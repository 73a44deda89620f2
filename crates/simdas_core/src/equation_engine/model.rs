//! Modelica-flavoured model files:
//!
//! ```text
//! model Oscillator
//!   Real x, v;
//!   parameter Real k = 2.0;
//! initial equation
//!   x = 1.0;
//! equation
//!   der(x) = v;
//!   der(v) = -k*x;
//! end Oscillator;
//! ```

use super::assignments::parse_assignments;
use super::compiler::{CompiledSystem, EquationCompiler};
use super::tokenizer::Tokenizer;
use super::{is_identifier, is_reserved};
use crate::error::ParseError;
use serde::{Deserialize, Serialize};
use std::collections::BTreeSet;
use tracing::debug;

/// Keywords of the model format. They cannot name variables or parameters.
pub const MODEL_KEYWORDS: [&str; 6] = ["Real", "parameter", "initial", "equation", "model", "end"];

#[derive(Debug, Clone, Default, PartialEq, Serialize, Deserialize)]
pub struct Model {
    pub name: Option<String>,
    /// Declared variables in declaration order.
    pub variables: Vec<String>,
    pub parameters: Vec<(String, f64)>,
    pub initial_values: Vec<(String, f64)>,
    /// Equation statements, one per entry.
    pub equations: Vec<String>,
}

impl Model {
    /// Compiles the equations against the declarations and builds the initial state.
    /// Variables without an initial value start at zero.
    pub fn compile(&self) -> Result<(CompiledSystem, Vec<f64>), ParseError> {
        let system = EquationCompiler::new()
            .with_parameters(self.parameters.iter().cloned())
            .compile_declared(&self.equations, &self.variables)?;

        let mut state = vec![0.0; self.variables.len()];
        for (name, value) in &self.initial_values {
            let idx = system
                .variables()
                .index_of(name)
                .ok_or_else(|| ParseError::UnknownVariable(name.clone()))?;
            state[idx] = *value;
        }
        Ok((system, state))
    }
}

#[derive(Debug, Clone, Copy, PartialEq, Eq)]
enum Section {
    Declarations,
    Initial,
    Equations,
}

pub struct ModelParser;

impl ModelParser {
    pub fn parse(text: &str) -> Result<Model, ParseError> {
        let mut tokenizer = Tokenizer::new();
        let mut model = Model::default();
        let mut section = Section::Declarations;
        let mut variables = BTreeSet::new();
        let mut parameters = BTreeSet::new();
        let mut initial = BTreeSet::new();

        for (line_no, raw) in text.lines().enumerate() {
            let line_no = line_no + 1;
            let stripped = tokenizer.strip_comments(raw);
            let line = stripped.trim_end_matches(';').trim();
            if line.is_empty() {
                continue;
            }
            let invalid = || ParseError::InvalidDeclaration {
                line: line_no,
                text: line.to_string(),
            };

            let (keyword, rest) = split_keyword(line);
            match keyword {
                "model" => {
                    model.name = Some(rest.to_string());
                }
                "end" => {}
                "initial" if rest == "equation" => section = Section::Initial,
                "equation" if rest.is_empty() => section = Section::Equations,
                "Real" => {
                    for name in rest.split(',').map(str::trim) {
                        check_name(name)?;
                        if parameters.contains(name) {
                            return Err(ParseError::ParameterAsVariable(name.to_string()));
                        }
                        if !variables.insert(name.to_string()) {
                            return Err(ParseError::DuplicateVariable(name.to_string()));
                        }
                        model.variables.push(name.to_string());
                    }
                }
                "parameter" => {
                    let declaration = rest.strip_prefix("Real").map(str::trim).unwrap_or(rest);
                    let mut parsed = parse_assignments(declaration)?;
                    if parsed.len() != 1 {
                        return Err(invalid());
                    }
                    let (name, value) = parsed.remove(0);
                    check_name(&name)?;
                    if variables.contains(&name) {
                        return Err(ParseError::ParameterAsVariable(name));
                    }
                    if !parameters.insert(name.clone()) {
                        return Err(ParseError::DuplicateAssignment(name));
                    }
                    debug!(%name, value, "model parameter");
                    model.parameters.push((name, value));
                }
                _ => match section {
                    Section::Declarations => {
                        return Err(ParseError::StatementOutsideSection {
                            line: line_no,
                            text: line.to_string(),
                        })
                    }
                    Section::Initial => {
                        for (name, value) in parse_assignments(line)? {
                            if !initial.insert(name.clone()) {
                                return Err(ParseError::DuplicateAssignment(name));
                            }
                            model.initial_values.push((name, value));
                        }
                    }
                    Section::Equations => model.equations.push(line.to_string()),
                },
            }
        }

        if let Some((name, _)) = model
            .initial_values
            .iter()
            .find(|(name, _)| !variables.contains(name))
        {
            return Err(ParseError::UnknownVariable(name.clone()));
        }

        debug!(
            variables = model.variables.len(),
            parameters = model.parameters.len(),
            equations = model.equations.len(),
            "parsed model"
        );
        Ok(model)
    }
}

fn split_keyword(line: &str) -> (&str, &str) {
    match line.split_once(char::is_whitespace) {
        Some((head, tail)) => (head, tail.trim()),
        None => (line, ""),
    }
}

fn check_name(name: &str) -> Result<(), ParseError> {
    if !is_identifier(name) || is_reserved(name) || MODEL_KEYWORDS.contains(&name) {
        return Err(ParseError::InvalidVariableName(name.to_string()));
    }
    Ok(())
}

++++

*Work item*
Would you copy each line of the data exactly as it appears above?

*Completed task*
repository 73a44deda89620f2
filename crates/simdas_core/src/equation_engine/model.rs
//! Modelica-flavoured model files:
//!
//! ```text
//! model Oscillator
//!   Real x, v;
//!   parameter Real k = 2.0;
//! initial equation
//!   x = 1.0;
//! equation
//!   der(x) = v;
//!   der(v) = -k*x;
//! end Oscillator;
//! ```

use super::assignments::parse_assignments;
use super::compiler::{CompiledSystem, EquationCompiler};
use super::tokenizer::Tokenizer;
use super::{is_identifier, is_reserved};
use crate::error::ParseError;
use serde::{Deserialize, Serialize};
use std::collections::BTreeSet;
use tracing::debug;

/// Keywords of the model format. They cannot name variables or parameters.
pub const MODEL_KEYWORDS: [&str; 6] = ["Real", "parameter", "initial", "equation", "model", "end"];

#[derive(Debug, Clone, Default, PartialEq, Serialize, Deserialize)]
pub struct Model {
    pub name: Option<String>,
    /// Declared variables in declaration order.
    pub variables: Vec<String>,
    pub parameters: Vec<(String, f64)>,
    pub initial_values: Vec<(String, f64)>,
    /// Equation statements, one per entry.
    pub equations: Vec<String>,
}

impl Model {
    /// Compiles the equations against the declarations and builds the initial state.
    /// Variables without an initial value start at zero.
    pub fn compile(&self) -> Result<(CompiledSystem, Vec<f64>), ParseError> {
        let system = EquationCompiler::new()
            .with_parameters(self.parameters.iter().cloned())
            .compile_declared(&self.equations, &self.variables)?;

        let mut state = vec![0.0; self.variables.len()];
        for (name, value) in &self.initial_values {
            let idx = system
                .variables()
                .index_of(name)
                .ok_or_else(|| ParseError::UnknownVariable(name.clone()))?;
            state[idx] = *value;
        }
        Ok((system, state))
    }
}

#[derive(Debug, Clone, Copy, PartialEq, Eq)]
enum Section {
    Declarations,
    Initial,
    Equations,
}

pub struct ModelParser;

impl ModelParser {
    pub fn parse(text: &str) -> Result<Model, ParseError> {
        let mut tokenizer = Tokenizer::new();
        let mut model = Model::default();
        let mut section = Section::Declarations;
        let mut variables = BTreeSet::new();
        let mut parameters = BTreeSet::new();
        let mut initial = BTreeSet::new();

        for (line_no, raw) in text.lines().enumerate() {
            let line_no = line_no + 1;
            let stripped = tokenizer.strip_comments(raw);
            let line = stripped.trim_end_matches(';').trim();
            if line.is_empty() {
                continue;
            }
            let invalid = || ParseError::InvalidDeclaration {
                line: line_no,
                text: line.to_string(),
            };

            let (keyword, rest) = split_keyword(line);
            match keyword {
                "model" => {
                    model.name = Some(rest.to_string());
                }
                "end" => {}
                "initial" if rest == "equation" => section = Section::Initial,
                "equation" if rest.is_empty() => section = Section::Equations,
                "Real" => {
                    for name in rest.split(',').map(str::trim) {
                        check_name(name)?;
                        if parameters.contains(name) {
                            return Err(ParseError::ParameterAsVariable(name.to_string()));
                        }
                        if !variables.insert(name.to_string()) {
                            return Err(ParseError::DuplicateVariable(name.to_string()));
                        }
                        model.variables.push(name.to_string());
                    }
                }
                "parameter" => {
                    let declaration = rest.strip_prefix("Real").map(str::trim).unwrap_or(rest);
                    let mut parsed = parse_assignments(declaration)?;
                    if parsed.len() != 1 {
                        return Err(invalid());
                    }
                    let (name, value) = parsed.remove(0);
                    check_name(&name)?;
                    if variables.contains(&name) {
                        return Err(ParseError::ParameterAsVariable(name));
                    }
                    if !parameters.insert(name.clone()) {
                        return Err(ParseError::DuplicateAssignment(name));
                    }
                    debug!(%name, value, "model parameter");
                    model.parameters.push((name, value));
                }
                _ => match section {
                    Section::Declarations => {
                        return Err(ParseError::StatementOutsideSection {
                            line: line_no,
                            text: line.to_string(),
                        })
                    }
                    Section::Initial => {
                        for (name, value) in parse_assignments(line)? {
                            if !initial.insert(name.clone()) {
                                return Err(ParseError::DuplicateAssignment(name));
                            }
                            model.initial_values.push((name, value));
                        }
                    }
                    Section::Equations => model.equations.push(line.to_string()),
                },
            }
        }

        if let Some((name, _)) = model
            .initial_values
            .iter()
            .find(|(name, _)| !variables.contains(name))
        {
            return Err(ParseError::UnknownVariable(name.clone()));
        }

        debug!(
            variables = model.variables.len(),
            parameters = model.parameters.len(),
            equations = model.equations.len(),
            "parsed model"
        );
        Ok(model)
    }
}

fn split_keyword(line: &str) -> (&str, &str) {
    match line.split_once(char::is_whitespace) {
        Some((head, tail)) => (head, tail.trim()),
        None => (line, ""),
    }
}

fn check_name(name: &str) -> Result<(), ParseError> {
    if !is_identifier(name) || is_reserved(name) || MODEL_KEYWORDS.contains(&name) {
        return Err(ParseError::InvalidVariableName(name.to_string()));
    }
    Ok(())
}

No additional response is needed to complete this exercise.